Source records:
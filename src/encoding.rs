use crate::error::{IngestError, Result};
use encoding_rs::{Encoding, SHIFT_JIS, UTF_8};
use log::{debug, info};
use serde::{Deserialize, Serialize};
use std::fs::File;
use std::io::{BufRead, BufReader, Read};
use std::path::Path;

pub(crate) const UTF8_BOM: &[u8] = b"\xEF\xBB\xBF";

/// Text encodings seen in exports from the accounting system.
#[derive(Debug, Clone, Copy, PartialEq, Eq, Hash, Serialize, Deserialize)]
pub enum TextEncoding {
    /// UTF-8, with the byte-order mark stripped when present.
    #[serde(rename = "utf-8-sig", alias = "utf-8")]
    Utf8Sig,
    /// Windows code page 932 (the Shift_JIS family).
    #[serde(rename = "cp932", alias = "shift_jis")]
    Cp932,
}

impl TextEncoding {
    pub const DEFAULT_ORDER: [TextEncoding; 2] = [TextEncoding::Utf8Sig, TextEncoding::Cp932];

    pub fn label(&self) -> &'static str {
        match self {
            TextEncoding::Utf8Sig => "utf-8-sig",
            TextEncoding::Cp932 => "cp932",
        }
    }

    fn encoding(&self) -> &'static Encoding {
        match self {
            TextEncoding::Utf8Sig => UTF_8,
            TextEncoding::Cp932 => SHIFT_JIS,
        }
    }

    fn strip_bom<'a>(&self, bytes: &'a [u8]) -> &'a [u8] {
        match self {
            TextEncoding::Utf8Sig => bytes.strip_prefix(UTF8_BOM).unwrap_or(bytes),
            TextEncoding::Cp932 => bytes,
        }
    }

    /// Decodes `bytes`, returning `None` on the first malformed sequence.
    pub fn decode_strict(&self, bytes: &[u8]) -> Option<String> {
        self.encoding()
            .decode_without_bom_handling_and_without_replacement(self.strip_bom(bytes))
            .map(|text| text.into_owned())
    }

    /// Decodes `bytes`, substituting U+FFFD for malformed sequences.
    pub fn decode_lossy(&self, bytes: &[u8]) -> String {
        let (text, had_errors) = self
            .encoding()
            .decode_without_bom_handling(self.strip_bom(bytes));
        if had_errors {
            debug!("Lossy {} decode replaced malformed sequences", self.label());
        }
        text.into_owned()
    }
}

impl std::fmt::Display for TextEncoding {
    fn fmt(&self, f: &mut std::fmt::Formatter<'_>) -> std::fmt::Result {
        f.write_str(self.label())
    }
}

/// Tries each candidate in order and returns the first clean decode.
pub fn decode_first(bytes: &[u8], candidates: &[TextEncoding]) -> Option<(String, TextEncoding)> {
    candidates.iter().find_map(|encoding| {
        let decoded = encoding.decode_strict(bytes);
        if decoded.is_none() {
            debug!("{} decode failed, trying next candidate", encoding);
        }
        decoded.map(|text| (text, *encoding))
    })
}

pub(crate) fn decode_or_error(
    path: &Path,
    bytes: &[u8],
    candidates: &[TextEncoding],
) -> Result<(String, TextEncoding)> {
    decode_first(bytes, candidates).ok_or_else(|| IngestError::Decode {
        path: path.to_path_buf(),
        tried: candidates.iter().map(|e| e.label().to_string()).collect(),
    })
}

pub fn read_file_bytes(path: &Path) -> Result<Vec<u8>> {
    let mut file = File::open(path).map_err(|e| IngestError::from_io(path, e))?;
    let mut buffer = Vec::new();
    file.read_to_end(&mut buffer)
        .map_err(|e| IngestError::from_io(path, e))?;
    Ok(buffer)
}

/// Reads up to `line_count` lines from the start of `path`.
///
/// The raw bytes of the window are decoded with the first candidate that
/// accepts all of them; the winning encoding is returned so the tabular body
/// can be decoded the same way. Line terminators are removed. Files shorter
/// than the window yield fewer lines.
pub fn read_header_window(
    path: &Path,
    line_count: usize,
    candidates: &[TextEncoding],
) -> Result<(Vec<String>, TextEncoding)> {
    let file = File::open(path).map_err(|e| IngestError::from_io(path, e))?;
    let mut reader = BufReader::new(file);

    let mut window = Vec::new();
    for _ in 0..line_count {
        let read = reader
            .read_until(b'\n', &mut window)
            .map_err(|e| IngestError::from_io(path, e))?;
        if read == 0 {
            break;
        }
    }

    let (text, encoding) = decode_or_error(path, &window, candidates)?;
    info!(
        "Read header window of {} from {} as {}",
        line_count,
        path.display(),
        encoding
    );

    let lines = text.lines().map(str::to_string).collect();
    Ok((lines, encoding))
}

> _Action item_
Check each line above for the word "decoded" and give the number of lines that have it, nothing else.

> _Task solution_
5